Finanzskandal um das Stahlwerk Vitkovice?

Das nordmährische Stahlwerk Vitkovice, das in der letzten Zeit zwei Mal nur mit Mühe einen Konkurs hat vermeiden können, ist im Zusammenhang mit einem vermuteten Finanzskandal in die Schlagzeilen geraten. Für fiktive Beratungsdienste einer ausländischen Firma soll Vitkovice hohe Summen bezahlt haben. Mehr dazu von Rudi Hermann im folgenden Beitrag.

Die im Grossraum Ostrava beheimateten Stahlwerke Vitkovice, eines der Problemkinder der tschechischen Schwerindustrie, sind bei ihren Finanzproblemen offenbar nicht nur Opfer schlechten Managements, sondern wahrscheinlich auch von Machenschaften am Rand oder gar jenseits der Legalität geworden. Wie die Tageszeitung Mlada Fronta dnes diese Woche berichtete, wird nämlich vermutet, dass das frühere Management bedeutende Finanzmittel für angebliche Beratungsdienste ins Ausland leitete. Dass es sich bei der Firma, die die Beratungsdienste geleistet haben soll, um eine Briefkastenfirma im Fürstentum Liechtenstein handelt, lässt nämlich die Angelegenheit nicht im besten Licht erscheinen. Wie die Zeitung Mlada Fronta dnes schreibt, soll es sich bei den abgeflossenen Mitteln um eine Volumen von rund 250 Millionen Kronen, umgerechnet etwa 15 Millionen D-Mark, handeln. Das scheint zwar nicht allzu dramatisch im Lichte dessen, dass die Stahlwerke Vitkovice den Bankrott nur durch eine staatliche Injektion von mehreren Milliarden Kronen vermeiden konnten.

Dennoch konkretisiert sich der Verdacht, dass es nicht nur ungenügendes Management war, das die Firma an den Rand des Ruins brachte. Die jetztige Unternehmensleitung vermutet, dass die zwischen 1993 und 1997 geleisteten Zahlungen an die liechtensteinische Firme Nalko dazu dienten, Finanzmittel aus dem Unternehmen abzusaugen. Ausser einem Vorvertrag gebe es zu den Verbindungen mit Nalko keine Dokumente, beispielsweise eine Aufstellung der geleisteten Beratungsdienste, zitierte die Zeitung Mlada Fronta dnes eine ungenannt bleiben wollende Informationsquelle aus dem Unternehmen Vitkovice.

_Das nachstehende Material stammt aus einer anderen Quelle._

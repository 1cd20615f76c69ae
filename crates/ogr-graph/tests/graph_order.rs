//! Ordering properties of the attribute graph.

use ogr_core::NamespacePath;
use ogr_graph::{AttributeGraph, DocumentHead, MetaTag};
use proptest::prelude::*;

#[test]
fn test_head_to_graph_keeps_repeated_structured_tags_apart() {
    let head = DocumentHead {
        meta: vec![
            MetaTag::new("og:image", "http://example.org/a.png"),
            MetaTag::new("og:image:width", "10"),
            MetaTag::new("og:image", "http://example.org/b.png"),
            MetaTag::new("og:image:height", "20"),
        ],
        ..DocumentHead::default()
    };
    let graph = head.graph();
    let images = graph.select_by("og:image");
    assert_eq!(images.len(), 2);
    assert_eq!(images[0].children().next().unwrap().name(), "width");
    assert_eq!(images[1].children().next().unwrap().name(), "height");
}

proptest! {
    #[test]
    fn repeated_values_keep_emission_order(values in proptest::collection::vec("[a-z]{1,8}", 1..10)) {
        let path = NamespacePath::parse("article:tag").unwrap();
        let mut graph = AttributeGraph::new();
        for v in &values {
            graph.insert(&path, v.as_str());
        }
        let seen: Vec<String> = graph
            .select_by("article:tag")
            .iter()
            .filter_map(|n| n.content().map(str::to_string))
            .collect();
        prop_assert_eq!(seen, values.clone());
        prop_assert_eq!(graph.len(), values.len());
    }

    #[test]
    fn every_inserted_value_is_visited_once(
        pairs in proptest::collection::vec(("(og|article|book):[a-z]{1,5}", "[a-z0-9]{1,5}"), 0..20)
    ) {
        let mut graph = AttributeGraph::new();
        for (p, v) in &pairs {
            graph.insert(&NamespacePath::parse(p).unwrap(), v.as_str());
        }
        let mut visited: Vec<(String, String)> = graph
            .iter()
            .map(|n| (n.full_name(), n.content().unwrap_or_default().to_string()))
            .collect();
        let mut expected = pairs.clone();
        visited.sort();
        expected.sort();
        prop_assert_eq!(visited, expected);
    }
}
//! Popula o banco com dados de demonstração
//!
//! Idempotente: usuários são identificados por email, pacientes por CPF;
//! registros existentes não são recriados

use anyhow::{Context, Result};
use chrono::{DateTime, Duration, NaiveDate, NaiveTime, TimeZone, Utc};
use clinic_api::auth::hash_senha;
use clinic_api::Config;
use common_db::models::{DiaSemana, UserRole};
use common_db::{init_db_pool, DbConfig};
use sqlx::SqlitePool;
use tracing::info;
use tracing_subscriber::EnvFilter;
use uuid::Uuid;

struct UsuarioSeed {
    email: &'static str,
    senha: &'static str,
    nome: &'static str,
    role: UserRole,
    crm: Option<&'static str>,
    especialidade: Option<&'static str>,
}

struct PacienteSeed {
    nome: &'static str,
    cpf: &'static str,
    data_nascimento: (i32, u32, u32),
    telefone: &'static str,
    whatsapp: &'static str,
    email: &'static str,
    endereco: &'static str,
    cidade: &'static str,
    convenio: &'static str,
}

const USUARIOS: &[UsuarioSeed] = &[
    UsuarioSeed {
        email: "admin@clinica.com",
        senha: "admin",
        nome: "Administrador",
        role: UserRole::Admin,
        crm: None,
        especialidade: None,
    },
    UsuarioSeed {
        email: "recepcao@clinica.com",
        senha: "recepcao",
        nome: "Maria Santos",
        role: UserRole::Recepcionista,
        crm: None,
        especialidade: None,
    },
    UsuarioSeed {
        email: "joao.silva@clinica.com",
        senha: "medico",
        nome: "Dr. João Silva",
        role: UserRole::Medico,
        crm: Some("654321"),
        especialidade: Some("Cardiologia"),
    },
    UsuarioSeed {
        email: "maria.santos@clinica.com",
        senha: "medico",
        nome: "Dra. Maria Santos",
        role: UserRole::Medico,
        crm: Some("789012"),
        especialidade: Some("Dermatologia"),
    },
    UsuarioSeed {
        email: "pedro.costa@clinica.com",
        senha: "medico",
        nome: "Dr. Pedro Costa",
        role: UserRole::Medico,
        crm: Some("345678"),
        especialidade: Some("Ortopedia"),
    },
];

const PACIENTES: &[PacienteSeed] = &[
    PacienteSeed {
        nome: "Ana Silva",
        cpf: "12345678900",
        data_nascimento: (1990, 5, 15),
        telefone: "(11) 99999-4444",
        whatsapp: "5511999994444",
        email: "ana.silva@email.com",
        endereco: "Rua A, 123",
        cidade: "São Paulo",
        convenio: "Unimed",
    },
    PacienteSeed {
        nome: "Carlos Oliveira",
        cpf: "98765432100",
        data_nascimento: (1985, 8, 22),
        telefone: "(11) 99999-5555",
        whatsapp: "5511999995555",
        email: "carlos.oliveira@email.com",
        endereco: "Rua B, 456",
        cidade: "São Paulo",
        convenio: "Bradesco Saúde",
    },
    PacienteSeed {
        nome: "Mariana Costa",
        cpf: "45678912300",
        data_nascimento: (1992, 12, 10),
        telefone: "(11) 99999-6666",
        whatsapp: "5511999996666",
        email: "mariana.costa@email.com",
        endereco: "Rua C, 789",
        cidade: "São Paulo",
        convenio: "SulAmérica",
    },
];

async fn garantir_usuario(pool: &SqlitePool, u: &UsuarioSeed) -> Result<Uuid> {
    let existente: Option<(Uuid,)> = sqlx::query_as("SELECT id FROM users WHERE email = ?")
        .bind(u.email)
        .fetch_optional(pool)
        .await?;
    if let Some((id,)) = existente {
        info!("Usuário já existe: {}", u.email);
        return Ok(id);
    }

    let id = Uuid::new_v4();
    let senha_hash = hash_senha(u.senha).map_err(|e| anyhow::anyhow!("{}", e))?;

    sqlx::query(
        r#"
        INSERT INTO users (id, email, senha_hash, nome, role, crm, especialidade, ativo, created_at)
        VALUES (?, ?, ?, ?, ?, ?, ?, 1, ?)
        "#,
    )
    .bind(id)
    .bind(u.email)
    .bind(&senha_hash)
    .bind(u.nome)
    .bind(u.role)
    .bind(u.crm)
    .bind(u.especialidade)
    .bind(Utc::now())
    .execute(pool)
    .await
    .with_context(|| format!("Falha ao criar usuário {}", u.email))?;

    info!("Usuário criado: {}", u.email);
    Ok(id)
}

async fn garantir_paciente(pool: &SqlitePool, p: &PacienteSeed) -> Result<Uuid> {
    let existente: Option<(Uuid,)> = sqlx::query_as("SELECT id FROM pacientes WHERE cpf = ?")
        .bind(p.cpf)
        .fetch_optional(pool)
        .await?;
    if let Some((id,)) = existente {
        info!("Paciente já existe: {}", p.nome);
        return Ok(id);
    }

    let id = Uuid::new_v4();
    let (ano, mes, dia) = p.data_nascimento;
    let nascimento = NaiveDate::from_ymd_opt(ano, mes, dia)
        .with_context(|| format!("Data de nascimento inválida para {}", p.nome))?;

    sqlx::query(
        r#"
        INSERT INTO pacientes
            (id, nome, cpf, data_nascimento, telefone, whatsapp, email, endereco,
             cidade, estado, cep, convenio, numero_carteirinha, ativo, created_at)
        VALUES (?, ?, ?, ?, ?, ?, ?, ?, ?, 'SP', NULL, ?, NULL, 1, ?)
        "#,
    )
    .bind(id)
    .bind(p.nome)
    .bind(p.cpf)
    .bind(nascimento)
    .bind(p.telefone)
    .bind(p.whatsapp)
    .bind(p.email)
    .bind(p.endereco)
    .bind(p.cidade)
    .bind(p.convenio)
    .bind(Utc::now())
    .execute(pool)
    .await
    .with_context(|| format!("Falha ao criar paciente {}", p.nome))?;

    info!("Paciente criado: {}", p.nome);
    Ok(id)
}

async fn garantir_horarios(pool: &SqlitePool, medico_id: Uuid) -> Result<()> {
    let existentes: i64 =
        sqlx::query_scalar("SELECT COUNT(*) FROM horarios_disponiveis WHERE medico_id = ?")
            .bind(medico_id)
            .fetch_one(pool)
            .await?;
    if existentes > 0 {
        return Ok(());
    }

    // Segunda a sexta, 08:00-12:00 e 14:00-18:00
    let dias = [
        DiaSemana::Segunda,
        DiaSemana::Terca,
        DiaSemana::Quarta,
        DiaSemana::Quinta,
        DiaSemana::Sexta,
    ];
    let janelas = [
        (NaiveTime::from_hms_opt(8, 0, 0).unwrap(), NaiveTime::from_hms_opt(12, 0, 0).unwrap()),
        (NaiveTime::from_hms_opt(14, 0, 0).unwrap(), NaiveTime::from_hms_opt(18, 0, 0).unwrap()),
    ];

    for dia in dias {
        for (inicio, fim) in janelas {
            sqlx::query(
                r#"
                INSERT INTO horarios_disponiveis (id, medico_id, dia_semana, hora_inicio, hora_fim, ativo)
                VALUES (?, ?, ?, ?, ?, 1)
                "#,
            )
            .bind(Uuid::new_v4())
            .bind(medico_id)
            .bind(dia)
            .bind(inicio)
            .bind(fim)
            .execute(pool)
            .await?;
        }
    }

    Ok(())
}

async fn criar_consulta_demo(
    pool: &SqlitePool,
    paciente_id: Uuid,
    medico_id: Uuid,
    data_hora: DateTime<Utc>,
) -> Result<Uuid> {
    let id = Uuid::new_v4();
    sqlx::query(
        r#"
        INSERT INTO consultas
            (id, paciente_id, medico_id, data_hora, duracao_minutos, tipo, status, observacoes, created_at)
        VALUES (?, ?, ?, ?, 60, 'primeira_consulta', 'agendada', NULL, ?)
        "#,
    )
    .bind(id)
    .bind(paciente_id)
    .bind(medico_id)
    .bind(data_hora)
    .bind(Utc::now())
    .execute(pool)
    .await?;
    Ok(id)
}

async fn criar_pagamento_demo(
    pool: &SqlitePool,
    paciente_id: Uuid,
    medico_id: Uuid,
    consulta_id: Uuid,
    valor_centavos: i64,
) -> Result<()> {
    sqlx::query(
        r#"
        INSERT INTO pagamentos
            (id, paciente_id, medico_id, consulta_id, valor_centavos, metodo, status,
             data_vencimento, data_pagamento, observacoes, created_at)
        VALUES (?, ?, ?, ?, ?, 'pix', 'pendente', ?, NULL, NULL, ?)
        "#,
    )
    .bind(Uuid::new_v4())
    .bind(paciente_id)
    .bind(medico_id)
    .bind(consulta_id)
    .bind(valor_centavos)
    .bind((Utc::now() + Duration::days(7)).date_naive())
    .bind(Utc::now())
    .execute(pool)
    .await?;
    Ok(())
}

async fn criar_despesa_demo(pool: &SqlitePool) -> Result<()> {
    let existentes: i64 = sqlx::query_scalar("SELECT COUNT(*) FROM despesas")
        .fetch_one(pool)
        .await?;
    if existentes > 0 {
        return Ok(());
    }

    let despesas: [(&str, &str, i64); 3] = [
        ("Aluguel do consultório", "aluguel", 450_000),
        ("Material de limpeza", "limpeza", 25_000),
        ("Conta de energia", "energia", 38_000),
    ];

    for (descricao, categoria, valor_centavos) in despesas {
        sqlx::query(
            r#"
            INSERT INTO despesas
                (id, descricao, categoria, valor_centavos, data_vencimento, data_pagamento,
                 status, observacoes, fornecedor, created_at)
            VALUES (?, ?, ?, ?, ?, NULL, 'pendente', NULL, NULL, ?)
            "#,
        )
        .bind(Uuid::new_v4())
        .bind(descricao)
        .bind(categoria)
        .bind(valor_centavos)
        .bind((Utc::now() + Duration::days(10)).date_naive())
        .bind(Utc::now())
        .execute(pool)
        .await?;
    }

    Ok(())
}

#[tokio::main]
async fn main() -> Result<()> {
    tracing_subscriber::fmt()
        .with_env_filter(EnvFilter::try_from_default_env().unwrap_or_else(|_| EnvFilter::new("info")))
        .init();

    let config = Config::from_env();
    let pool = init_db_pool(&DbConfig {
        db_path: config.database_path.clone(),
        max_connections: 1,
    })
    .await?;

    let mut medicos = Vec::new();
    for usuario in USUARIOS {
        let id = garantir_usuario(&pool, usuario).await?;
        if usuario.role == UserRole::Medico {
            medicos.push(id);
        }
    }

    for medico_id in &medicos {
        garantir_horarios(&pool, *medico_id).await?;
    }

    let mut pacientes = Vec::new();
    for paciente in PACIENTES {
        pacientes.push(garantir_paciente(&pool, paciente).await?);
    }

    // Algumas consultas futuras com pagamento pendente, uma por paciente
    let consultas_existentes: i64 = sqlx::query_scalar("SELECT COUNT(*) FROM consultas")
        .fetch_one(&pool)
        .await?;
    if consultas_existentes == 0 {
        for (i, paciente_id) in pacientes.iter().enumerate() {
            let medico_id = medicos[i % medicos.len()];
            let data_hora = (Utc::now() + Duration::days(i as i64 + 1))
                .date_naive()
                .and_hms_opt(9 + i as u32, 0, 0)
                .map(|dt| Utc.from_utc_datetime(&dt))
                .context("Horário de demonstração inválido")?;

            let consulta_id = criar_consulta_demo(&pool, *paciente_id, medico_id, data_hora).await?;
            criar_pagamento_demo(&pool, *paciente_id, medico_id, consulta_id, 25_000).await?;
        }
    }

    criar_despesa_demo(&pool).await?;

    info!("Dados de demonstração criados com sucesso");
    Ok(())
}
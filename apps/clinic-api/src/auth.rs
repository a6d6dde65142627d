//! Autenticação: emissão e validação de tokens JWT e hashing de senhas
//!
//! Tokens HS256 com `sub` = id do usuário. Senhas são armazenadas com
//! argon2id e salt aleatório

use argon2::password_hash::rand_core::OsRng;
use argon2::password_hash::{PasswordHash, PasswordHasher, PasswordVerifier, SaltString};
use argon2::Argon2;
use axum::extract::FromRequestParts;
use axum::http::header::AUTHORIZATION;
use axum::http::request::Parts;
use chrono::{Duration, Utc};
use common_db::models::User;
use jsonwebtoken::{decode, encode, DecodingKey, EncodingKey, Header, Validation};
use serde::{Deserialize, Serialize};
use uuid::Uuid;

use crate::config::Config;
use crate::error::ApiError;
use crate::state::AppState;

/// Claims do token de acesso
#[derive(Debug, Serialize, Deserialize)]
pub struct Claims {
    /// Id do usuário autenticado
    pub sub: String,
    /// Expiração (timestamp UNIX)
    pub exp: i64,
}

/// Emite um token de acesso para o usuário
pub fn criar_token(user_id: Uuid, config: &Config) -> Result<String, ApiError> {
    let exp = Utc::now() + Duration::minutes(config.token_ttl_minutos);
    let claims = Claims {
        sub: user_id.to_string(),
        exp: exp.timestamp(),
    };

    encode(
        &Header::default(),
        &claims,
        &EncodingKey::from_secret(config.jwt_secret.as_bytes()),
    )
    .map_err(|e| ApiError::Interno(anyhow::Error::new(e)))
}

/// Valida a assinatura e a expiração de um token, devolvendo os claims
pub fn decodificar_token(token: &str, secret: &str) -> Result<Claims, ApiError> {
    decode::<Claims>(
        token,
        &DecodingKey::from_secret(secret.as_bytes()),
        &Validation::default(),
    )
    .map(|data| data.claims)
    .map_err(|_| ApiError::NaoAutorizado("Não foi possível validar as credenciais".to_string()))
}

/// Gera o hash argon2id de uma senha
pub fn hash_senha(senha: &str) -> Result<String, ApiError> {
    let salt = SaltString::generate(&mut OsRng);
    Argon2::default()
        .hash_password(senha.as_bytes(), &salt)
        .map(|h| h.to_string())
        .map_err(|e| ApiError::Interno(anyhow::anyhow!("Falha ao gerar hash de senha: {}", e)))
}

/// Verifica uma senha contra o hash armazenado
pub fn verificar_senha(senha: &str, senha_hash: &str) -> bool {
    match PasswordHash::new(senha_hash) {
        Ok(parsed) => Argon2::default()
            .verify_password(senha.as_bytes(), &parsed)
            .is_ok(),
        Err(_) => false,
    }
}

/// Extractor do usuário autenticado
///
/// Lê o header `Authorization: Bearer <token>`, valida o JWT e carrega o
/// usuário ativo correspondente. Qualquer falha resulta em 401
pub struct UsuarioAtual(pub User);

#[axum::async_trait]
impl FromRequestParts<AppState> for UsuarioAtual {
    type Rejection = ApiError;

    async fn from_request_parts(
        parts: &mut Parts,
        state: &AppState,
    ) -> Result<Self, Self::Rejection> {
        let credenciais_invalidas =
            || ApiError::NaoAutorizado("Não foi possível validar as credenciais".to_string());

        let header = parts
            .headers
            .get(AUTHORIZATION)
            .and_then(|v| v.to_str().ok())
            .ok_or_else(credenciais_invalidas)?;

        let token = header
            .strip_prefix("Bearer ")
            .ok_or_else(credenciais_invalidas)?;

        let claims = decodificar_token(token, &state.config.jwt_secret)?;
        let user_id = Uuid::parse_str(&claims.sub).map_err(|_| credenciais_invalidas())?;

        let user: Option<User> =
            sqlx::query_as("SELECT * FROM users WHERE id = ? AND ativo = 1")
                .bind(user_id)
                .fetch_optional(&state.pool)
                .await?;

        user.map(UsuarioAtual).ok_or_else(credenciais_invalidas)
    }
}

#[cfg(test)]
mod tests {
    use super::*;

    #[test]
    fn test_token_ida_e_volta() {
        let config = Config::default();
        let user_id = Uuid::new_v4();

        let token = criar_token(user_id, &config).unwrap();
        let claims = decodificar_token(&token, &config.jwt_secret).unwrap();

        assert_eq!(claims.sub, user_id.to_string());
        assert!(claims.exp > Utc::now().timestamp());
    }

    #[test]
    fn test_token_com_segredo_errado() {
        let config = Config::default();
        let token = criar_token(Uuid::new_v4(), &config).unwrap();

        let resultado = decodificar_token(&token, "outro-segredo");
        assert!(matches!(resultado, Err(ApiError::NaoAutorizado(_))));
    }

    #[test]
    fn test_hash_e_verificacao_de_senha() {
        let hash = hash_senha("senha-secreta").unwrap();
        assert_ne!(hash, "senha-secreta");
        assert!(verificar_senha("senha-secreta", &hash));
        assert!(!verificar_senha("senha-errada", &hash));
    }

    #[test]
    fn test_hash_invalido_nao_verifica() {
        assert!(!verificar_senha("qualquer", "não-é-um-hash"));
    }
}
//! Estado compartilhado entre os handlers

use crate::config::Config;
use sqlx::SqlitePool;
use std::sync::Arc;

/// Estado da aplicação injetado em todos os handlers
#[derive(Clone)]
pub struct AppState {
    pub pool: SqlitePool,
    pub config: Arc<Config>,
}

impl AppState {
    pub fn new(pool: SqlitePool, config: Config) -> Self {
        Self {
            pool,
            config: Arc::new(config),
        }
    }
}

Die Quelle meinte auch, die internationale Auditorenfirma Deloitte and Touche sei bei einer eingehenden Buchprüfung zum Schluss gekommen, dass die Besitzer der Firma Nalko nicht bekannt seien. Roman Hradil, früher Mitglied des Vitkovice-Spitzenmanagements und laut der Zeitung verantwortlich für die Verbindung zu Nalko, behauptete gegenüber der Mlada Fronta dnes allerdings, die Beziehungen zu Nalko seien klar dokumentiert. Dank der Beratungstätigkeit habe Vitkovice seine Exporte nach Westeuropa steigern können.

Laut einem weiteren früheren Führungsmitglied der Stahlwerke habe die Verbindung zu der liechtensteinischen Firma, die über gute Kontakte in Brüssel verfügt habe, auch bewirkt, dass die EU keine Antidumpingverfahren gegen Vitkovice angestrengt habe. Das aktuelle Spitzenmanagement von Vitkovice ist über den Wert der Beratungstätigkeit von Nalko aber anderer Meinung. Gute Dienste könnten nur Firmen leisten, die im Stahlbusiness bekannt seien und sich nicht hinter einer Briefkastenadresse versteckten. Wer in dieser Kontroverse recht hat, dürfte sich nach dem zuständigen tschechischen Staatsanwalt bald zeigen. Wenn das in Liechtenstein hängige Rechtshilfegesuch positiv beantwortet werde, könnten Einvernahmen der zuständigen Vertreter der Firma Nalko aufgenommen werden.